The complaint alleges facts, separately stated and numbered, constituting a cause of action for a personal injury, first, under the common law, and, second, under the Employers’ Liability Act. This is permissible. (Mulligan v. Erie R. R. Co., 99 App. Div. 499; Kleps v. Bristol Mfg. Co., 107 id. 488; Acardo v. N. Y. Contracting & Trucking Co., 116 id. 793.) The notice served, however, was insufficient, it not stating the cause of the injury. (Miller v. Solvay Process Co., 109 App. Div. 135; Barry v. Derby Desk Co., 121 id. 810; Finnigan v. N. Y. Contracting Co., 122 id. 712; Glynn v. N. Y. C. & H. R. R. R. Co., 125 id. 186; Kennedy v. N. Y. Telephone Co., Id. 846; Bovi v. Hess, 123 id. 389.) The learned justice presiding at the trial submitted to the jury the question of whether there was any intent to mislead the defendant in the notice served, and also whether the defendant was in fact misled, charging them that if they found “ that there was no intent to mislead,” and “that the defendant was not misled,” the notice was sufficient. To bring the case at bar within the rule established in Hughes v. Russell (104 App. Div. 144), that the insufficiency of such a notice might be obviated by proof, under the statute, that there was no intention to mislead, and that the party entitled to notice was not in fact misled, such proof must be found in the record, and in its absence the trial court was not justified in submitting the questions to the jury. *683The only evidence of that character in the case at bar was given by the witness Stone, defendant’s general superintendent, that there was a rule of the company requiring an investigation and report of every accident, and that immediately after the accident he did make an investigation and report. He did not see the accident, and it does not appear that he knew how it occurred, or that he had any knowledge of the true cause of the injury except through a presumption flowing from the fact that he made an investigation.
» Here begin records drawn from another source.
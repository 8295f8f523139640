use crate::address::UserAddress;
use serde::{Deserialize, Serialize};

#[derive(Debug, Clone, PartialEq, Eq, Serialize, Deserialize)]
pub struct Recipient {
    pub name: String,
    pub wallet: UserAddress,
    pub note: Option<String>,
}

/// Result of [`crate::recipient`] name resolution (spec §4.1 `resolve_by_name`).
#[derive(Debug, Clone, PartialEq, Eq)]
pub enum ResolveOutcome {
    /// Exactly one recipient matched: either an exact name match, or the
    /// sole substring match when no exact match exists.
    Match { recipient: Recipient, kind: MatchKind },
    /// Two or more recipients tied for the winning match class.
    Ambiguous(Vec<Recipient>),
    NotFound,
}

#[derive(Debug, Clone, Copy, PartialEq, Eq)]
pub enum MatchKind {
    Exact,
    PartialUnique,
}

/// Resolve `query` against `recipients` per spec §4.1: case-insensitive,
/// exact-name matches take priority over substring matches, and ambiguity
/// is judged within the winning class only.
pub fn resolve_by_name(recipients: &[Recipient], query: &str) -> ResolveOutcome {
    let query_lower = query.to_lowercase();

    let exact: Vec<&Recipient> = recipients
        .iter()
        .filter(|r| r.name.to_lowercase() == query_lower)
        .collect();

    if exact.len() == 1 {
        return ResolveOutcome::Match {
            recipient: exact[0].clone(),
            kind: MatchKind::Exact,
        };
    }
    if exact.len() > 1 {
        return ResolveOutcome::Ambiguous(exact.into_iter().cloned().collect());
    }

    let partial: Vec<&Recipient> = recipients
        .iter()
        .filter(|r| r.name.to_lowercase().contains(&query_lower))
        .collect();

    match partial.len() {
        0 => ResolveOutcome::NotFound,
        1 => ResolveOutcome::Match {
            recipient: partial[0].clone(),
            kind: MatchKind::PartialUnique,
        },
        _ => ResolveOutcome::Ambiguous(partial.into_iter().cloned().collect()),
    }
}

#[cfg(test)]
mod tests {
    use super::*;

    fn recipient(name: &str, wallet: &str) -> Recipient {
        Recipient {
            name: name.to_string(),
            wallet: wallet.parse().unwrap(),
            note: None,
        }
    }

    #[test]
    fn exact_match_wins_over_partial_matches() {
        let recipients = vec![
            recipient("alice", "0x1111111111111111111111111111111111111111"),
            recipient("alice smith", "0x2222222222222222222222222222222222222222"),
            recipient("alice jones", "0x3333333333333333333333333333333333333333"),
        ];
        let outcome = resolve_by_name(&recipients, "alice");
        match outcome {
            ResolveOutcome::Match { recipient, kind } => {
                assert_eq!(recipient.name, "alice");
                assert_eq!(kind, MatchKind::Exact);
            }
            other => panic!("expected exact match, got {other:?}"),
        }
    }

    #[test]
    fn two_exact_matches_are_ambiguous() {
        let recipients = vec![
            recipient("Sam", "0x1111111111111111111111111111111111111111"),
            recipient("sam", "0x2222222222222222222222222222222222222222"),
        ];
        let outcome = resolve_by_name(&recipients, "sam");
        assert!(matches!(outcome, ResolveOutcome::Ambiguous(opts) if opts.len() == 2));
    }

    #[test]
    fn unique_partial_match_resolves() {
        let recipients = vec![recipient("Alicia", "0x1111111111111111111111111111111111111111")];
        let outcome = resolve_by_name(&recipients, "ali");
        assert!(matches!(
            outcome,
            ResolveOutcome::Match { kind: MatchKind::PartialUnique, .. }
        ));
    }

    #[test]
    fn no_match_is_not_found() {
        let recipients = vec![recipient("bob", "0x1111111111111111111111111111111111111111")];
        assert_eq!(resolve_by_name(&recipients, "zzz"), ResolveOutcome::NotFound);
    }

    impl std::fmt::Debug for ResolveOutcome {
        fn fmt(&self, f: &mut std::fmt::Formatter<'_>) -> std::fmt::Result {
            match self {
                ResolveOutcome::Match { recipient, kind } => {
                    write!(f, "Match({}, {kind:?})", recipient.name)
                }
                ResolveOutcome::Ambiguous(v) => write!(f, "Ambiguous({})", v.len()),
                ResolveOutcome::NotFound => write!(f, "NotFound"),
            }
        }
    }
}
I do not think the notice in the case at bar presents merely an inaccuracy which can be overcome by proof of no intention to mislead, and that the defendant was not misled (Hughes v. Russell, supra), but rather that the case presented is within the principle decided in Finnigan v. N. Y. Contracting Co. (supra) and Glynn v. N. Y. C. & H. R. R. R. Co. (supra). There can be no question but that there must be some evidence that the defendant had actual knowledge of the true cause of the injury, and that there was no intention on the part of tlie plaintiff, in the wording of his notice, to mislead. There is no such evidence in the record before us. This error does not, however, require a reversal, as the plaintiff made out a cause of action under the 1st subdivision of his complaint, upon defendant’s common-law liability. This cause of action did not rest upon the negligence of plaintiff’s fellow-servant Stewart, who started the crane, but is predicated upon the proposition that the defendant was negligent because of its failure to discharge its legal duty and obligation to use due care in providing him with a safe place in which to do his work, and in failing to provide reasonable safeguards. The jury were charged that they could not find a verdict for the plaintiff based simply upon the fact that Stewart was careless in moving the crane, but that before such a verdict was warranted they must find from the evidence that the place furnished by the defendant to tlie plaintiff to do his work was unsafe in fact, and that the negligence of the defendant made it so.
The jury have resolved the questions in.favor of thp plaintiff, and the judgment and order must be affirmed, with costs.
Woodwaed, J., concurred.
Judgment and order unanimously affirmed, with costs.